Between 1715 and 1723 Niesiecki worked as a preacher in Masovia, Greater Poland, Lesser Poland and Ruthenia. He taught rhetoric in Bydgoszcz and Chojnice, and ethics and mathematics in Kalisz. From 1724 he lived in the monastery of Krasnystaw, where he engaged in his life's work, compiling the Herbarz Polski (Polish Armorial). Niesiecki died there on 9 July 1744.
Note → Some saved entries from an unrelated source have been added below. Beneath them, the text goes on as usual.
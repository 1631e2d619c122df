//! Shard distribution: one message per trustee, each from a fresh identity.
//!
//! Shards are scheduled on a staggered timeline so that their timestamps do
//! not cluster: the gap before the shard at position `i` is
//! `i × offset_increment`, giving offsets `0, 1, 3, 6, 10, …` increments.
//! A shard whose offset exceeds `max_publish_offset` is not published now;
//! it goes to the [`DeferredQueue`] and is published by
//! [`Distributor::drain_deferred`] once it falls inside the window.
//!
//! Per-shard lifecycle, tracked by [`ShardJob`]:
//! ```text
//! Pending → Encrypted → Published ─┐
//!                     └→ Deferred ─┴→ Done
//! ```

use keyshard_core::config::KeyshardConfig;
use keyshard_core::{EncryptedShard, KeyshardError, KeyshardResult, PublishedShard, Trustee};
use keyshard_crypto::{encrypt_to, DisposableIdentity, PublicKey};
use keyshard_transport::{recipient_tag, SignedMessage, Transport, SHARD_KIND};
use std::sync::Arc;
use std::time::Duration;
use tracing::{debug, info, warn};

use crate::deferred::{DeferredQueue, DeferredShard};

/// Scheduling offset, in seconds, of the shard at 0-based `position`.
pub fn offset_for(position: usize, increment_secs: u64) -> u64 {
    let position = position as u64;
    increment_secs.saturating_mul(position.saturating_mul(position.saturating_add(1)) / 2)
}

/// Distribution knobs, usually taken from [`KeyshardConfig`].
#[derive(Debug, Clone)]
pub struct DistributionSettings {
    pub relays: Vec<String>,
    pub offset_increment_secs: u64,
    pub max_publish_offset_secs: u64,
    pub publish_timeout: Duration,
}

impl DistributionSettings {
    pub fn from_config(config: &KeyshardConfig) -> Self {
        Self {
            relays: config.transport.relays.clone(),
            offset_increment_secs: config.distribution.offset_increment_secs(),
            max_publish_offset_secs: config.distribution.max_publish_offset_secs(),
            publish_timeout: config.transport.publish_timeout(),
        }
    }
}

#[derive(Debug, Clone, Copy, PartialEq, Eq)]
pub enum ShardState {
    Pending,
    Encrypted,
    Published,
    Deferred,
    Done,
}

/// Bookkeeping for one shard moving through distribution.
#[derive(Debug)]
pub struct ShardJob {
    pub shard_index: u8,
    pub publish_at: u64,
    state: ShardState,
}

impl ShardJob {
    fn new(shard_index: u8, publish_at: u64) -> Self {
        Self {
            shard_index,
            publish_at,
            state: ShardState::Pending,
        }
    }

    pub fn state(&self) -> ShardState {
        self.state
    }

    fn advance(&mut self, next: ShardState) {
        debug!(shard_index = self.shard_index, from = ?self.state, to = ?next, "shard transition");
        self.state = next;
    }
}

/// Identity and clock shared by every shard of one backup run.
#[derive(Debug, Clone, PartialEq, Eq)]
pub struct DistributionRun {
    /// Random per-run tag carried by queued, pending and published shards
    pub backup_id: String,
    pub started_at: u64,
}

impl DistributionRun {
    /// A run with a fresh random id.
    pub fn new(started_at: u64) -> Self {
        Self {
            backup_id: hex::encode(rand::random::<[u8; 16]>()),
            started_at,
        }
    }
}

/// What happened to one shard.
#[derive(Debug, Clone, PartialEq, Eq)]
pub enum DistributionOutcome {
    Published(PublishedShard),
    Deferred(DeferredShard),
}

/// Result of a drain over the deferred queue.
#[derive(Debug, Default)]
pub struct DrainReport {
    /// Shards published by this drain
    pub published: Vec<PublishedShard>,
    /// Set when a shard went out but its queue entry could not be removed.
    /// The drain stops there; the entry would be published again next time.
    pub queue_error: Option<KeyshardError>,
}

impl DrainReport {
    pub fn into_result(self) -> KeyshardResult<Vec<PublishedShard>> {
        match self.queue_error {
            Some(e) => Err(e),
            None => Ok(self.published),
        }
    }
}

pub struct Distributor {
    transport: Arc<dyn Transport>,
    queue: Arc<dyn DeferredQueue>,
    settings: DistributionSettings,
}

impl Distributor {
    pub fn new(
        transport: Arc<dyn Transport>,
        queue: Arc<dyn DeferredQueue>,
        settings: DistributionSettings,
    ) -> Self {
        Self {
            transport,
            queue,
            settings,
        }
    }

    pub fn settings(&self) -> &DistributionSettings {
        &self.settings
    }

    /// Whether the shard at `position` goes out during the run itself.
    pub fn publishes_immediately(&self, position: usize) -> bool {
        offset_for(position, self.settings.offset_increment_secs)
            <= self.settings.max_publish_offset_secs
    }

    /// Publish or defer the shard at `position` in `run`.
    pub async fn distribute_one(
        &self,
        shard: &EncryptedShard,
        trustee: &Trustee,
        position: usize,
        run: &DistributionRun,
    ) -> KeyshardResult<DistributionOutcome> {
        let offset = offset_for(position, self.settings.offset_increment_secs);
        let publish_at = run.started_at.saturating_add(offset);
        let mut job = ShardJob::new(shard.index, publish_at);

        if offset > self.settings.max_publish_offset_secs {
            let deferred = DeferredShard {
                backup_id: run.backup_id.clone(),
                encrypted_shard: shard.clone(),
                recipient_pubkey: trustee.pubkey.clone(),
                relays: self.settings.relays.clone(),
                stored_at: run.started_at,
                publish_at,
            };
            self.queue
                .push(deferred.clone())
                .map_err(|e| KeyshardError::DeferFailed {
                    shard_index: shard.index,
                    reason: format!("{e:#}"),
                })?;
            job.advance(ShardState::Deferred);
            info!(
                shard_index = shard.index,
                publish_at, "shard deferred beyond publish window"
            );
            job.advance(ShardState::Done);
            return Ok(DistributionOutcome::Deferred(deferred));
        }

        let published = self
            .publish_shard(
                &mut job,
                &run.backup_id,
                shard,
                &trustee.pubkey,
                &self.settings.relays,
            )
            .await?;
        job.advance(ShardState::Done);
        Ok(DistributionOutcome::Published(published))
    }

    async fn publish_shard(
        &self,
        job: &mut ShardJob,
        backup_id: &str,
        shard: &EncryptedShard,
        recipient: &str,
        relays: &[String],
    ) -> KeyshardResult<PublishedShard> {
        let shard_index = shard.index;
        let encryption_failed = |reason: String| KeyshardError::ShardEncryptionFailed {
            shard_index,
            reason,
        };

        let recipient_key =
            PublicKey::from_hex(recipient).map_err(|e| encryption_failed(e.to_string()))?;
        let identity =
            DisposableIdentity::generate().map_err(|e| KeyshardError::IdentityGenerationFailed {
                shard_index,
                reason: e.to_string(),
            })?;

        let payload = shard.to_json().map_err(|e| encryption_failed(e.to_string()))?;
        let content = encrypt_to(identity.keypair(), &recipient_key, payload.as_bytes())
            .map_err(|e| encryption_failed(e.to_string()))?;
        job.advance(ShardState::Encrypted);

        let message = SignedMessage::sign(
            identity.keypair(),
            SHARD_KIND,
            job.publish_at,
            vec![recipient_tag(recipient)],
            content,
        )
        .map_err(|e| KeyshardError::SigningFailed {
            shard_index,
            reason: e.to_string(),
        })?;

        let timeout = self.settings.publish_timeout;
        let publish = self.transport.publish(&message, relays);
        let receipt = match tokio::time::timeout(timeout, publish).await {
            Err(_) => {
                return Err(KeyshardError::PublishTimeout {
                    shard_index: Some(shard_index),
                    timeout_secs: timeout.as_secs(),
                })
            }
            Ok(Err(e)) => {
                return Err(KeyshardError::PublishFailed {
                    shard_index,
                    reason: format!("{e:#}"),
                })
            }
            Ok(Ok(receipt)) => receipt,
        };
        job.advance(ShardState::Published);

        for (relay, reason) in &receipt.rejected {
            warn!(shard_index, relay = %relay, %reason, "relay refused shard");
        }
        info!(
            shard_index,
            event_id = %receipt.id,
            relays = receipt.accepted.len(),
            "shard published"
        );

        Ok(PublishedShard {
            backup_id: backup_id.to_string(),
            event_id: receipt.id,
            recipient_pubkey: recipient.to_string(),
            relays: receipt.accepted,
            shard_index,
            published_at: job.publish_at,
            disposable_key: identity.public().to_hex(),
        })
    }

    /// Publish every queued shard, from any run, whose `publish_at` is
    /// within `max_publish_offset` of `now`.
    ///
    /// Entries that are not yet due, or whose publish fails, stay queued.
    pub async fn drain_deferred(&self, now: u64) -> KeyshardResult<DrainReport> {
        self.drain_where(now, |_| true).await
    }

    /// [`drain_deferred`](Self::drain_deferred) restricted to one run.
    pub async fn drain_backup(&self, backup_id: &str, now: u64) -> KeyshardResult<DrainReport> {
        self.drain_where(now, |entry| entry.backup_id == backup_id)
            .await
    }

    async fn drain_where<F>(&self, now: u64, wanted: F) -> KeyshardResult<DrainReport>
    where
        F: Fn(&DeferredShard) -> bool,
    {
        let entries = self
            .queue
            .list()
            .map_err(|e| KeyshardError::Other(e.context("reading deferred queue")))?;

        let mut report = DrainReport::default();
        for entry in entries.into_iter().filter(|e| wanted(e)) {
            let shard_index = entry.shard_index();
            if entry.publish_at.saturating_sub(now) > self.settings.max_publish_offset_secs {
                debug!(shard_index, publish_at = entry.publish_at, "deferred shard not yet due");
                continue;
            }

            let mut job = ShardJob::new(shard_index, entry.publish_at);
            let shard = match self
                .publish_shard(
                    &mut job,
                    &entry.backup_id,
                    &entry.encrypted_shard,
                    &entry.recipient_pubkey,
                    &entry.relays,
                )
                .await
            {
                Ok(shard) => shard,
                Err(e) => {
                    warn!(shard_index, error = %e, "deferred shard publish failed, keeping it queued");
                    continue;
                }
            };

            let removed = self.queue.remove(&entry);
            job.advance(ShardState::Done);
            let event_id = shard.event_id.clone();
            report.published.push(shard);
            if let Err(e) = removed {
                warn!(shard_index, event_id = %event_id, "published shard still queued: {e:#}");
                report.queue_error = Some(KeyshardError::DeferFailed {
                    shard_index,
                    reason: format!("published as {event_id} but still queued: {e:#}"),
                });
                break;
            }
        }
        Ok(report)
    }
}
The first volume of Herbarz Polski was published in 1728 in Lwów. Niesiecki wanted to write it in Latin, but his patron, Marianna from Potocki-Tarłowa, specified that it was to be published in Polish. Because Niesiecki tried to not use unverified sources and legends, he was opposed by the szlachta (Polish nobility). He continued with the work; however, there were delays in printing the next volumes. After the fourth volume was published attacks by the nobles increased; they sent letters of protest to his Polish and Roman superiors. Work on the fifth volume was interrupted by his death; it was completed by Stanisław Czapliński, but never published. In the opinion of historians, the work of Niesiecki obeys all world-standards of genealogy.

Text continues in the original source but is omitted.